### Extracted material
============

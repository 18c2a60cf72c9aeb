// SPDX-License-Identifier: Apache-2.0

//! Access summary messages
//!
//! Deterministic mapping from a user's grant context (and, per class, a
//! resolved decision) to the message shown next to content listings.

use serde::{Deserialize, Serialize};

use crate::grants::SubscriptionSet;
use crate::model::UserRecord;
use crate::resolver::{AccessDecision, AccessType, SubjectAccess};

/// Inputs of the user-level summary message
#[derive(Debug, Clone, Default, PartialEq, Eq, Serialize, Deserialize)]
#[serde(rename_all = "camelCase")]
pub struct SummaryContext {
    pub has_school: bool,
    pub school_active: bool,
    pub grade: Option<String>,
    /// Effective subscriptions of any scope
    pub subscription_count: usize,
    /// Distinct classes with at least one effective subscription
    pub subscribed_class_count: usize,
    /// Effective class-wide subscriptions
    pub class_subscription_count: usize,
}

impl SummaryContext {
    pub fn new(user: &UserRecord, subscriptions: &SubscriptionSet) -> Self {
        Self {
            has_school: user.school.is_some(),
            school_active: user.school.as_ref().is_some_and(|s| s.is_active),
            grade: user
                .grade
                .as_deref()
                .map(str::trim)
                .filter(|g| !g.is_empty())
                .map(str::to_string),
            subscription_count: subscriptions.len(),
            subscribed_class_count: subscriptions.subscribed_class_ids().len(),
            class_subscription_count: subscriptions.class_wide.len(),
        }
    }

    fn has_school_access(&self) -> bool {
        self.has_school && self.school_active && self.grade.is_some()
    }
}

/// User-level status message. Rules are checked in order; the first match wins.
pub fn summary_message(ctx: &SummaryContext) -> String {
    let grade = ctx.grade.as_deref();

    if !ctx.has_school && grade.is_none() && ctx.subscription_count == 0 {
        return "Browse and subscribe to available classes.".to_string();
    }
    if ctx.has_school && !ctx.school_active {
        return "Your school account is currently inactive. You can still subscribe to individual classes."
            .to_string();
    }
    if ctx.has_school && grade.is_none() {
        return "No grade assigned. Contact your school administrator or subscribe to individual classes."
            .to_string();
    }
    if let (true, Some(grade)) = (ctx.has_school_access(), grade) {
        if ctx.subscription_count == 0 {
            return format!("School access granted for Grade {grade} content.");
        }
        return format!(
            "School access for Grade {grade} + {} subscribed classes.",
            ctx.subscribed_class_count
        );
    }
    if ctx.class_subscription_count > 0 {
        return format!("Access via {} active subscriptions.", ctx.subscription_count);
    }
    match grade {
        Some(grade) => format!("Browse and subscribe to classes available for Grade {grade}"),
        None => "Browse and subscribe to available classes.".to_string(),
    }
}

/// One-line reason for a class decision, so that a denial always says why.
pub fn describe_decision(decision: &AccessDecision, class_name: &str) -> String {
    match decision.access_type {
        AccessType::School => "Full access through your school.".to_string(),
        AccessType::ClassSubscription => "Full access through your class subscription.".to_string(),
        AccessType::Partial | AccessType::SubjectSubscription => format!(
            "Access to {} of {} subjects through subject subscriptions. Upgrade to unlock all of {class_name}.",
            decision.accessible_subject_count(),
            decision.subject_access.len()
        ),
        AccessType::None => format!("No access to {class_name}. Subscribe to unlock its subjects."),
    }
}

/// One-line reason for a single subject.
pub fn describe_subject_access(subject: &SubjectAccess, class_name: &str) -> String {
    match subject.access_type {
        AccessType::School => format!("{} is included with your school access.", subject.name),
        AccessType::ClassSubscription => {
            format!("{} is included in your {class_name} subscription.", subject.name)
        }
        AccessType::SubjectSubscription => format!(
            "You are subscribed to {}. Upgrade to {class_name} to unlock every subject.",
            subject.name
        ),
        AccessType::Partial | AccessType::None => format!(
            "Subscribe to {} or to all of {class_name} to unlock this subject.",
            subject.name
        ),
    }
}

#[cfg(test)]
mod tests {
    use super::*;

    fn ctx(has_school: bool, school_active: bool, grade: Option<&str>) -> SummaryContext {
        SummaryContext {
            has_school,
            school_active,
            grade: grade.map(str::to_string),
            ..Default::default()
        }
    }

    #[test]
    fn rule_1_nothing_at_all() {
        assert_eq!(
            summary_message(&ctx(false, false, None)),
            "Browse and subscribe to available classes."
        );
    }

    #[test]
    fn rule_2_inactive_school() {
        let mut c = ctx(true, false, Some("6"));
        c.subscription_count = 2;
        assert_eq!(
            summary_message(&c),
            "Your school account is currently inactive. You can still subscribe to individual classes."
        );
    }

    #[test]
    fn rule_3_school_without_grade() {
        assert_eq!(
            summary_message(&ctx(true, true, None)),
            "No grade assigned. Contact your school administrator or subscribe to individual classes."
        );
    }

    #[test]
    fn rule_4_school_only() {
        assert_eq!(
            summary_message(&ctx(true, true, Some("6"))),
            "School access granted for Grade 6 content."
        );
    }

    #[test]
    fn rule_5_school_and_subscriptions() {
        let mut c = ctx(true, true, Some("6"));
        c.subscription_count = 3;
        c.subscribed_class_count = 2;
        assert_eq!(
            summary_message(&c),
            "School access for Grade 6 + 2 subscribed classes."
        );
    }

    #[test]
    fn rule_6_class_subscriptions_without_school() {
        let mut c = ctx(false, false, Some("8"));
        c.subscription_count = 2;
        c.subscribed_class_count = 2;
        c.class_subscription_count = 1;
        assert_eq!(summary_message(&c), "Access via 2 active subscriptions.");
    }

    #[test]
    fn rule_7_fallbacks() {
        assert_eq!(
            summary_message(&ctx(false, false, Some("9"))),
            "Browse and subscribe to classes available for Grade 9"
        );

        let mut subject_only = ctx(false, false, None);
        subject_only.subscription_count = 1;
        subject_only.subscribed_class_count = 1;
        assert_eq!(
            summary_message(&subject_only),
            "Browse and subscribe to available classes."
        );
    }

    #[test]
    fn blank_grade_counts_as_missing() {
        let user = UserRecord {
            id: "u".to_string(),
            grade: Some("  ".to_string()),
            school: None,
        };
        let c = SummaryContext::new(&user, &SubscriptionSet::default());
        assert!(c.grade.is_none());
    }

    #[test]
    fn subject_reasons() {
        let mut subject = SubjectAccess {
            subject_id: "sci".to_string(),
            name: "Science".to_string(),
            price: 29900,
            has_access: false,
            access_type: AccessType::None,
            can_upgrade: false,
        };
        assert_eq!(
            describe_subject_access(&subject, "Class 8"),
            "Subscribe to Science or to all of Class 8 to unlock this subject."
        );

        subject.access_type = AccessType::SubjectSubscription;
        assert_eq!(
            describe_subject_access(&subject, "Class 8"),
            "You are subscribed to Science. Upgrade to Class 8 to unlock every subject."
        );
    }

    #[test]
    fn denied_class_still_has_a_reason() {
        let decision = AccessDecision::denied(6);
        assert_eq!(
            describe_decision(&decision, "Class 6"),
            "No access to Class 6. Subscribe to unlock its subjects."
        );
    }
}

============

### What is expected
Output all the lines above, matching them word for word.

### Response to the task
repository 18c2a60cf72c9aeb
// SPDX-License-Identifier: Apache-2.0

//! Access summary messages
//!
//! Deterministic mapping from a user's grant context (and, per class, a
//! resolved decision) to the message shown next to content listings.

use serde::{Deserialize, Serialize};

use crate::grants::SubscriptionSet;
use crate::model::UserRecord;
use crate::resolver::{AccessDecision, AccessType, SubjectAccess};

/// Inputs of the user-level summary message
#[derive(Debug, Clone, Default, PartialEq, Eq, Serialize, Deserialize)]
#[serde(rename_all = "camelCase")]
pub struct SummaryContext {
    pub has_school: bool,
    pub school_active: bool,
    pub grade: Option<String>,
    /// Effective subscriptions of any scope
    pub subscription_count: usize,
    /// Distinct classes with at least one effective subscription
    pub subscribed_class_count: usize,
    /// Effective class-wide subscriptions
    pub class_subscription_count: usize,
}

impl SummaryContext {
    pub fn new(user: &UserRecord, subscriptions: &SubscriptionSet) -> Self {
        Self {
            has_school: user.school.is_some(),
            school_active: user.school.as_ref().is_some_and(|s| s.is_active),
            grade: user
                .grade
                .as_deref()
                .map(str::trim)
                .filter(|g| !g.is_empty())
                .map(str::to_string),
            subscription_count: subscriptions.len(),
            subscribed_class_count: subscriptions.subscribed_class_ids().len(),
            class_subscription_count: subscriptions.class_wide.len(),
        }
    }

    fn has_school_access(&self) -> bool {
        self.has_school && self.school_active && self.grade.is_some()
    }
}

/// User-level status message. Rules are checked in order; the first match wins.
pub fn summary_message(ctx: &SummaryContext) -> String {
    let grade = ctx.grade.as_deref();

    if !ctx.has_school && grade.is_none() && ctx.subscription_count == 0 {
        return "Browse and subscribe to available classes.".to_string();
    }
    if ctx.has_school && !ctx.school_active {
        return "Your school account is currently inactive. You can still subscribe to individual classes."
            .to_string();
    }
    if ctx.has_school && grade.is_none() {
        return "No grade assigned. Contact your school administrator or subscribe to individual classes."
            .to_string();
    }
    if let (true, Some(grade)) = (ctx.has_school_access(), grade) {
        if ctx.subscription_count == 0 {
            return format!("School access granted for Grade {grade} content.");
        }
        return format!(
            "School access for Grade {grade} + {} subscribed classes.",
            ctx.subscribed_class_count
        );
    }
    if ctx.class_subscription_count > 0 {
        return format!("Access via {} active subscriptions.", ctx.subscription_count);
    }
    match grade {
        Some(grade) => format!("Browse and subscribe to classes available for Grade {grade}"),
        None => "Browse and subscribe to available classes.".to_string(),
    }
}

/// One-line reason for a class decision, so that a denial always says why.
pub fn describe_decision(decision: &AccessDecision, class_name: &str) -> String {
    match decision.access_type {
        AccessType::School => "Full access through your school.".to_string(),
        AccessType::ClassSubscription => "Full access through your class subscription.".to_string(),
        AccessType::Partial | AccessType::SubjectSubscription => format!(
            "Access to {} of {} subjects through subject subscriptions. Upgrade to unlock all of {class_name}.",
            decision.accessible_subject_count(),
            decision.subject_access.len()
        ),
        AccessType::None => format!("No access to {class_name}. Subscribe to unlock its subjects."),
    }
}

/// One-line reason for a single subject.
pub fn describe_subject_access(subject: &SubjectAccess, class_name: &str) -> String {
    match subject.access_type {
        AccessType::School => format!("{} is included with your school access.", subject.name),
        AccessType::ClassSubscription => {
            format!("{} is included in your {class_name} subscription.", subject.name)
        }
        AccessType::SubjectSubscription => format!(
            "You are subscribed to {}. Upgrade to {class_name} to unlock every subject.",
            subject.name
        ),
        AccessType::Partial | AccessType::None => format!(
            "Subscribe to {} or to all of {class_name} to unlock this subject.",
            subject.name
        ),
    }
}

#[cfg(test)]
mod tests {
    use super::*;

    fn ctx(has_school: bool, school_active: bool, grade: Option<&str>) -> SummaryContext {
        SummaryContext {
            has_school,
            school_active,
            grade: grade.map(str::to_string),
            ..Default::default()
        }
    }

    #[test]
    fn rule_1_nothing_at_all() {
        assert_eq!(
            summary_message(&ctx(false, false, None)),
            "Browse and subscribe to available classes."
        );
    }

    #[test]
    fn rule_2_inactive_school() {
        let mut c = ctx(true, false, Some("6"));
        c.subscription_count = 2;
        assert_eq!(
            summary_message(&c),
            "Your school account is currently inactive. You can still subscribe to individual classes."
        );
    }

    #[test]
    fn rule_3_school_without_grade() {
        assert_eq!(
            summary_message(&ctx(true, true, None)),
            "No grade assigned. Contact your school administrator or subscribe to individual classes."
        );
    }

    #[test]
    fn rule_4_school_only() {
        assert_eq!(
            summary_message(&ctx(true, true, Some("6"))),
            "School access granted for Grade 6 content."
        );
    }

    #[test]
    fn rule_5_school_and_subscriptions() {
        let mut c = ctx(true, true, Some("6"));
        c.subscription_count = 3;
        c.subscribed_class_count = 2;
        assert_eq!(
            summary_message(&c),
            "School access for Grade 6 + 2 subscribed classes."
        );
    }

    #[test]
    fn rule_6_class_subscriptions_without_school() {
        let mut c = ctx(false, false, Some("8"));
        c.subscription_count = 2;
        c.subscribed_class_count = 2;
        c.class_subscription_count = 1;
        assert_eq!(summary_message(&c), "Access via 2 active subscriptions.");
    }

    #[test]
    fn rule_7_fallbacks() {
        assert_eq!(
            summary_message(&ctx(false, false, Some("9"))),
            "Browse and subscribe to classes available for Grade 9"
        );

        let mut subject_only = ctx(false, false, None);
        subject_only.subscription_count = 1;
        subject_only.subscribed_class_count = 1;
        assert_eq!(
            summary_message(&subject_only),
            "Browse and subscribe to available classes."
        );
    }

    #[test]
    fn blank_grade_counts_as_missing() {
        let user = UserRecord {
            id: "u".to_string(),
            grade: Some("  ".to_string()),
            school: None,
        };
        let c = SummaryContext::new(&user, &SubscriptionSet::default());
        assert!(c.grade.is_none());
    }

    #[test]
    fn subject_reasons() {
        let mut subject = SubjectAccess {
            subject_id: "sci".to_string(),
            name: "Science".to_string(),
            price: 29900,
            has_access: false,
            access_type: AccessType::None,
            can_upgrade: false,
        };
        assert_eq!(
            describe_subject_access(&subject, "Class 8"),
            "Subscribe to Science or to all of Class 8 to unlock this subject."
        );

        subject.access_type = AccessType::SubjectSubscription;
        assert_eq!(
            describe_subject_access(&subject, "Class 8"),
            "You are subscribed to Science. Upgrade to Class 8 to unlock every subject."
        );
    }

    #[test]
    fn denied_class_still_has_a_reason() {
        let decision = AccessDecision::denied(6);
        assert_eq!(
            describe_decision(&decision, "Class 6"),
            "No access to Class 6. Subscribe to unlock its subjects."
        );
    }
}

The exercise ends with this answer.